Calamovilfa arcuata
Common Name: Cumberland reed grass 
Type: Ornamental grass
Family: Poaceae
Native Range: Central United States
Zone: 6 to 8
Height: 3.00 to 4.00 feet
Spread: 3.00 to 4.00 feet
Bloom Time: August to September
Bloom Description: Green
Sun: Full sun
Water: Medium to wet
Maintenance: Medium
Suggested Use: Rain Garden
Flower: Insignificant
Tolerate: Wet Soil


Best grown in moist to wet soils in full sun. Tolerates part shade but begins to lose its form in too much shade, growing more openly and falling over. In the wild, plants typically root in sandy alluvium between rocks along small rivers and streams. Grows in clumps which may spread by rooting at the nodes. Clumps may be cut back to the ground in late winter to early spring.

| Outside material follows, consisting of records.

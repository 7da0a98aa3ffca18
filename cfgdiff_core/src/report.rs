use cfgdiff_common::{CfgDiffError, ComparisonTarget};
use std::fs;
use std::path::Path;
use tracing::{debug, warn};

/// Destination for finished reports
pub trait ReportSink {
    /// Persist `lines` at `destination`, replacing any existing file.
    fn write(&self, lines: &[String], destination: &Path) -> Result<(), CfgDiffError>;
}

/// Writes reports to the local filesystem.
///
/// Parent directories are created as needed and entries are concatenated
/// as-is; every entry already ends with its own newline.
#[derive(Debug, Default, Clone, Copy)]
pub struct FileReportSink;

impl ReportSink for FileReportSink {
    fn write(&self, lines: &[String], destination: &Path) -> Result<(), CfgDiffError> {
        let to_write_error = |source| CfgDiffError::Write {
            path: destination.to_path_buf(),
            source,
        };

        if let Some(parent) = destination.parent() {
            if !parent.as_os_str().is_empty() {
                fs::create_dir_all(parent).map_err(to_write_error)?;
            }
        }
        fs::write(destination, lines.concat()).map_err(to_write_error)?;

        debug!("Wrote {} report entries to {:?}", lines.len(), destination);
        Ok(())
    }
}

/// Side channel notified of every difference as it is reported.
///
/// Observers never influence report content.
pub trait DiffObserver {
    fn on_difference(&self, target: &ComparisonTarget, line: &str);
}

/// Logs every difference through `tracing` at warn level
#[derive(Debug, Default, Clone, Copy)]
pub struct TracingObserver;

impl DiffObserver for TracingObserver {
    fn on_difference(&self, target: &ComparisonTarget, line: &str) {
        warn!(
            origin = %target.origin.display(),
            destination = %target.destination.display(),
            "Difference detected: {}",
            line.trim_end()
        );
    }
}

#[cfg(test)]
mod tests {
    use super::*;
    use tempfile::TempDir;

    #[test]
    fn test_write_creates_parents_and_concatenates() {
        let temp = TempDir::new().unwrap();
        let path = temp.path().join("a/b/report.diff");
        let lines = vec!["header\n".to_string(), "[db]\n-x=1\n".to_string()];

        FileReportSink.write(&lines, &path).unwrap();

        assert_eq!(fs::read_to_string(&path).unwrap(), "header\n[db]\n-x=1\n");
    }

    #[test]
    fn test_write_overwrites_existing_file() {
        let temp = TempDir::new().unwrap();
        let path = temp.path().join("report.diff");
        fs::write(&path, "stale content that is longer\n").unwrap();

        FileReportSink.write(&["fresh\n".to_string()], &path).unwrap();

        assert_eq!(fs::read_to_string(&path).unwrap(), "fresh\n");
    }

    #[test]
    fn test_write_failure_is_reported() {
        let temp = TempDir::new().unwrap();
        let blocker = temp.path().join("file");
        fs::write(&blocker, "x").unwrap();

        let err = FileReportSink
            .write(&["x\n".to_string()], &blocker.join("report.diff"))
            .unwrap_err();
        assert!(matches!(err, CfgDiffError::Write { .. }));
    }
}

Noteworthy Characteristics

Calamovilfa arcuata, commonly known as Cumberland reed grass, is a riverine sandgrass whose growth in the wild is limited to a few scattered populations found in sunny locations along flood-scoured exposures of bedrock, cobble and gravel along streams or small rivers located in the Cumberland Plateau area of Kentucky, Tennessee and northern Alabama. Several disjunct populations may also be found in a small area of southeastern Oklahoma and adjacent western Arkansas. Typical habitat is rocky stream/river banks and cobble/gravel bars (sometimes called river scour prairies) which are kept open and maintained by periodic flooding. Flood water will wash over these areas scouring out certain species of plants (including potentially invasive ones) that are simply not adapted to this type of environment. Many grasses, flowering herbs and low shrubs live in these harsh conditions, but larger woody plants and trees are scarce. Cumberland reed grass was first discovered by K. E. Rogers in Cumberland County, Tennessee in 1970. The total number of populations of this rare species today probably does not exceed 60.

Cumberland reed grass typically grows in clumps to 3-4 1/2’ tall. It features short, compact rhizomes, glabrous stems, culm nodes with fine hairs, and leaf blades (each to 12-34” long) with sharp downward pointed teeth. Leaves are clustered near the bottom of the plant. Inflorescence is a panicle with narrow raceme-like or spike-like branches. Flowers bloom in August-September. Cumberland reed grass is similar in appearance to Tridens flavus (purpletop) and Panicum virgatum (switch grass).

Genus name comes from the Greek word kalamos meaning reed and vilfa meaning a genus of grass.

Specific epithet is in reference to the arcuate (curved) florets of this grass.


No serious insect or disease problems. The survival of this sandgrass in the wild depends in large part on freely flowing unpolluted streams. Construction of reservoirs or dams or alteration of streambanks affecting the water flow or water pollution can significantly alter and in some cases destroy downstream cobble bars and plant communities living thereon. Basically any alteration of the streambanks, sandbars and/or water flow must be avoided.


May be very difficult to locate this reed grass in commerce. Homeowners may have difficulty locating a good habitat for this plant on residential real estate.